SNL mocks Queen Elizabeth II and Prince Harry: ‘Not today, Satan’

Prince Harry and Queen Elizabeth II were mocked during a saturday night live sketches on the British royal family.

Michael Che was joined for SNL“Weekend Update” by James Austin Johnson and Devon Walker, who played two “British rappers” named “Milly Pounds” and “Shirty”.

Che asked the couple, “So guys, what’s going on with the royal family? Can you give us an update?”

Prince Harry and Queen Elizabeth II are seen on the balcony of Buckingham Palace, London, June 11, 2016. The couple were teased on ‘Saturday Night Live’ in a segment hosted by Michael Che (bottom left inset ).
Zak Hussein – Corbis/Corbis via Getty Images

Austin, as ‘Milly Pounds’, said: “Okay, okay, listen mate. OK, all the focus is on the royals, when it should be on the British tabloid press exploiter. It’s pants, mate. Garbage. Pants.”
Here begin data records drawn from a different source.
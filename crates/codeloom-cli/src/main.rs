use std::io::Write as IoWrite;
use std::str::FromStr;
use std::sync::Arc;

use anyhow::{Context, Result, bail};
use clap::{Parser, Subcommand};

use codeloom_core::creator::{Creator, CreatorRepository};
use codeloom_core::{Backend, EngineConfig};
use codeloom_engine::GenerationEngine;
use codeloom_infrastructure::{
    LlamaServerGateway, ModelCatalog, Settings, SettingsStore, TomlDirCreatorRepository,
};

#[derive(Parser)]
#[command(name = "codeloom")]
#[command(about = "Codeloom - prompt-to-code generation over a local LLM runtime", long_about = None)]
struct Cli {
    #[command(subcommand)]
    command: Commands,
}

#[derive(Subcommand)]
enum Commands {
    /// List models from the catalog
    Models,
    /// Generate code from a prompt and stream it to stdout
    Generate {
        /// What to build
        prompt: String,
        /// Model id (defaults to the last used model, then the first
        /// catalog entry)
        #[arg(long)]
        model: Option<String>,
        /// Backend to load on: cpu or gpu
        #[arg(long)]
        backend: Option<String>,
        /// Name of a saved creator to style the output
        #[arg(long)]
        creator: Option<String>,
        /// Base URL of the llama server
        #[arg(long, default_value = "http://127.0.0.1:8080")]
        server: String,
    },
    /// Manage saved creators
    Creators {
        #[command(subcommand)]
        action: CreatorAction,
    },
}

#[derive(Subcommand)]
enum CreatorAction {
    /// List saved creators
    List,
    /// Save a new creator
    Add {
        name: String,
        role: String,
        style: String,
    },
    /// Delete a creator by id
    Remove { id: String },
}

#[tokio::main]
async fn main() -> Result<()> {
    tracing_subscriber::fmt()
        .with_env_filter(tracing_subscriber::EnvFilter::from_default_env())
        .init();

    let cli = Cli::parse();
    match cli.command {
        Commands::Models => list_models(),
        Commands::Generate {
            prompt,
            model,
            backend,
            creator,
            server,
        } => generate(prompt, model, backend, creator, server).await,
        Commands::Creators { action } => creators(action).await,
    }
}

fn list_models() -> Result<()> {
    let catalog = ModelCatalog::new_default()?;
    let models = catalog.load()?;
    if models.is_empty() {
        println!("No models in {:?}", catalog.path());
        return Ok(());
    }
    for model in models {
        println!(
            "{:<20} {:<24} ctx {}",
            model.id, model.display_name, model.context_window
        );
    }
    Ok(())
}

async fn generate(
    prompt: String,
    model: Option<String>,
    backend: Option<String>,
    creator: Option<String>,
    server: String,
) -> Result<()> {
    let catalog = ModelCatalog::new_default()?;
    let models = catalog.load()?;
    let settings_store = SettingsStore::new_default()?;
    let settings = settings_store.load()?;

    let model_id = model
        .or(settings.selected_model_id)
        .or_else(|| models.first().map(|m| m.id.clone()))
        .context("no model available; add one to models.toml or pass --model")?;
    let model = catalog.find(&model_id)?;

    let backend = match backend {
        Some(raw) => Backend::from_str(&raw)
            .map_err(|_| anyhow::anyhow!("unknown backend '{raw}', expected cpu or gpu"))?,
        None => settings.backend,
    };

    let gateway = Arc::new(LlamaServerGateway::new(server));
    let engine = GenerationEngine::new(gateway, EngineConfig::default());
    engine.set_available_models(models);
    engine.select_model(model.clone());
    engine.select_backend(backend);

    if let Some(name) = creator {
        let repo = TomlDirCreatorRepository::new_default()?;
        repo.ensure_seeded().await?;
        let found = repo
            .get_all()
            .await?
            .into_iter()
            .find(|c| c.name.eq_ignore_ascii_case(&name))
            .with_context(|| format!("no creator named '{name}'"))?;
        engine.set_creator(Some(&found));
    }

    engine.load_model().await;
    let state = engine.state_snapshot();
    if !state.is_model_loaded {
        bail!(state.error.unwrap_or_else(|| "model load failed".to_string()));
    }

    // Mirror the live buffer to stdout as fragments arrive.
    let mut rx = engine.subscribe();
    let printer = tokio::spawn(async move {
        let mut printed = 0usize;
        while rx.changed().await.is_ok() {
            let code = rx.borrow().generated_code.clone();
            if code.len() > printed && code.is_char_boundary(printed) {
                print!("{}", &code[printed..]);
                let _ = std::io::stdout().flush();
            }
            printed = code.len();
        }
    });

    engine.generate(prompt).await;
    engine.wait_for_idle().await;
    printer.abort();

    let state = engine.state_snapshot();
    if let Some(error) = state.error {
        bail!(error);
    }
    println!("\n--- language: {} ---", state.language);

    settings_store.save(&Settings {
        selected_model_id: Some(model.id),
        backend,
    })?;
    Ok(())
}

async fn creators(action: CreatorAction) -> Result<()> {
    let repo = TomlDirCreatorRepository::new_default()?;
    repo.ensure_seeded().await?;
    match action {
        CreatorAction::List => {
            for creator in repo.get_all().await? {
                println!("{}  {:<12} {}", creator.id, creator.name, creator.role);
            }
        }
        CreatorAction::Add { name, role, style } => {
            let creator = Creator::new(name, role, style);
            repo.save(&creator).await?;
            println!("saved {}", creator.id);
        }
        CreatorAction::Remove { id } => {
            repo.delete(&id).await?;
            println!("removed {id}");
        }
    }
    Ok(())
}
He added: “They’re mean to our boy Harry, okay. We know what’s really going on. We’ve known Harry from our Eton days.”

Austin then began rapping, “Prince Harry, Prince Harry, stayed at Tyler Perry. Cold press like at Ben and Jerry’s. I’m allergic to dairy.”

Walker, as “Shirty,” continued, “Harry and Meghan, Ronald Reagan, interracial dating, Queen said, ‘not today, Satan.'”

The reference to “interracial” dating comes after Meghan Markle accused an unnamed royal family of expressing “concerns” about her unborn child’s dark skin during their interview with Oprah Winfrey in March 2021.

The Duchess of Sussex said: ‘During these months that I was pregnant, around the same time…so we have the following conversation in tandem: ‘He won’t get security, he won’t get a title,’ and also worries and conversations about how dark his skin was when he was born.”

Harry and Meghan told Oprah off camera that neither Queen Elizabeth II nor Prince Philip were responsible.

The prince told ITV in January that the couple did not intend to accuse the royal family of racism, but suggested the comments may have reflected unconscious bias.

He said: “No, I didn’t. The British press said that. Did Meghan ever mention that they were racist?”

“Going back to the difference between what I understand because of my own experience, the difference between racism and unconscious bias, the two things are different,” Harry added.

“But, once it’s been recognized or pointed out to you as an individual or as an institution that you have unconscious biases, then you have the opportunity to learn and grow from that in order to make part of the solution rather than part of the problem, otherwise unconscious bias falls into the category of racism.

On 60 minutesHarry told Anderson Cooper in January: “I think you’re speaking to the majority – maybe not all – but the majority of mixed-race couples around the world, that the white side of the family would wonder, if it’s talk about it openly or among themselves, what their children will be like.

“The operative word here was ‘concern’, as opposed to ‘curiosity’, but the way the British press, what they made of it, was not what it was.”